SOURCE DATA —

※ ※ ※

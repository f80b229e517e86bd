// src/network/transport.rs
//! HTTP access behind a trait
//!
//! The fetcher only needs "GET this URL, give me the body". Keeping that
//! behind [`Transport`] lets tests script responses without a server.

use crate::utils::error::{FetchError, MinerError};
use async_trait::async_trait;
use reqwest::Client;
use std::time::Duration;
#[cfg(any(test, feature = "test-util"))]
use {parking_lot::Mutex, std::collections::HashMap};

/// Fetches a URL and returns its body as text
#[async_trait]
pub trait Transport: Send + Sync {
    /// Performs a GET request
    ///
    /// # Errors
    /// Any non-2xx status, transport failure or timeout as a [`FetchError`]
    async fn get_text(&self, url: &str) -> Result<String, FetchError>;
}

/// reqwest-backed transport with a per-request timeout
pub struct HttpTransport {
    client: Client,
}

impl HttpTransport {
    /// Builds a client whose requests give up after `timeout`
    pub fn new(timeout: Duration) -> Result<Self, MinerError> {
        let client = Client::builder()
            .timeout(timeout)
            .user_agent(format!("nerdminer-sim/{}", env!("CARGO_PKG_VERSION")))
            .build()?;
        Ok(HttpTransport { client })
    }
}

#[async_trait]
impl Transport for HttpTransport {
    async fn get_text(&self, url: &str) -> Result<String, FetchError> {
        let response = self.client.get(url).send().await?;
        let status = response.status();
        if !status.is_success() {
            return Err(FetchError::UnexpectedStatus(status.as_u16()));
        }
        Ok(response.text().await?)
    }
}

#[cfg(any(test, feature = "test-util"))]
/// Transport answering from a fixed table of responses
///
/// Unknown URLs fail with `NetworkUnavailable`. Responses can be swapped at
/// any time to simulate an endpoint going down or recovering.
#[derive(Debug, Default)]
pub struct ScriptedTransport {
    responses: Mutex<HashMap<String, Result<String, FetchError>>>,
    calls: Mutex<Vec<String>>,
}

#[cfg(any(test, feature = "test-util"))]
impl ScriptedTransport {
    /// Creates a transport with no routes
    pub fn new() -> Self {
        Self::default()
    }

    /// Sets the response returned for `url`
    pub fn respond(&self, url: &str, response: Result<String, FetchError>) {
        self.responses.lock().insert(url.to_string(), response);
    }

    /// URLs requested so far, in order
    pub fn calls(&self) -> Vec<String> {
        self.calls.lock().clone()
    }
}

#[cfg(any(test, feature = "test-util"))]
#[async_trait]
impl Transport for ScriptedTransport {
    async fn get_text(&self, url: &str) -> Result<String, FetchError> {
        self.calls.lock().push(url.to_string());
        self.responses
            .lock()
            .get(url)
            .cloned()
            .unwrap_or_else(|| Err(FetchError::NetworkUnavailable(format!("no route to {}", url))))
    }
}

※ ※ ※

INSTRUCTIONS TO FOLLOW — Begin with the first line of the listing above and write out each line exactly, ending with the line that contains "impl Transport for HttpTransport".

SOLVED EXERCISE —
repository f80b229e517e86bd
// src/network/transport.rs
//! HTTP access behind a trait
//!
//! The fetcher only needs "GET this URL, give me the body". Keeping that
//! behind [`Transport`] lets tests script responses without a server.

use crate::utils::error::{FetchError, MinerError};
use async_trait::async_trait;
use reqwest::Client;
use std::time::Duration;
#[cfg(any(test, feature = "test-util"))]
use {parking_lot::Mutex, std::collections::HashMap};

/// Fetches a URL and returns its body as text
#[async_trait]
pub trait Transport: Send + Sync {
    /// Performs a GET request
    ///
    /// # Errors
    /// Any non-2xx status, transport failure or timeout as a [`FetchError`]
    async fn get_text(&self, url: &str) -> Result<String, FetchError>;
}

/// reqwest-backed transport with a per-request timeout
pub struct HttpTransport {
    client: Client,
}

impl HttpTransport {
    /// Builds a client whose requests give up after `timeout`
    pub fn new(timeout: Duration) -> Result<Self, MinerError> {
        let client = Client::builder()
            .timeout(timeout)
            .user_agent(format!("nerdminer-sim/{}", env!("CARGO_PKG_VERSION")))
            .build()?;
        Ok(HttpTransport { client })
    }
}

#[async_trait]
impl Transport for HttpTransport {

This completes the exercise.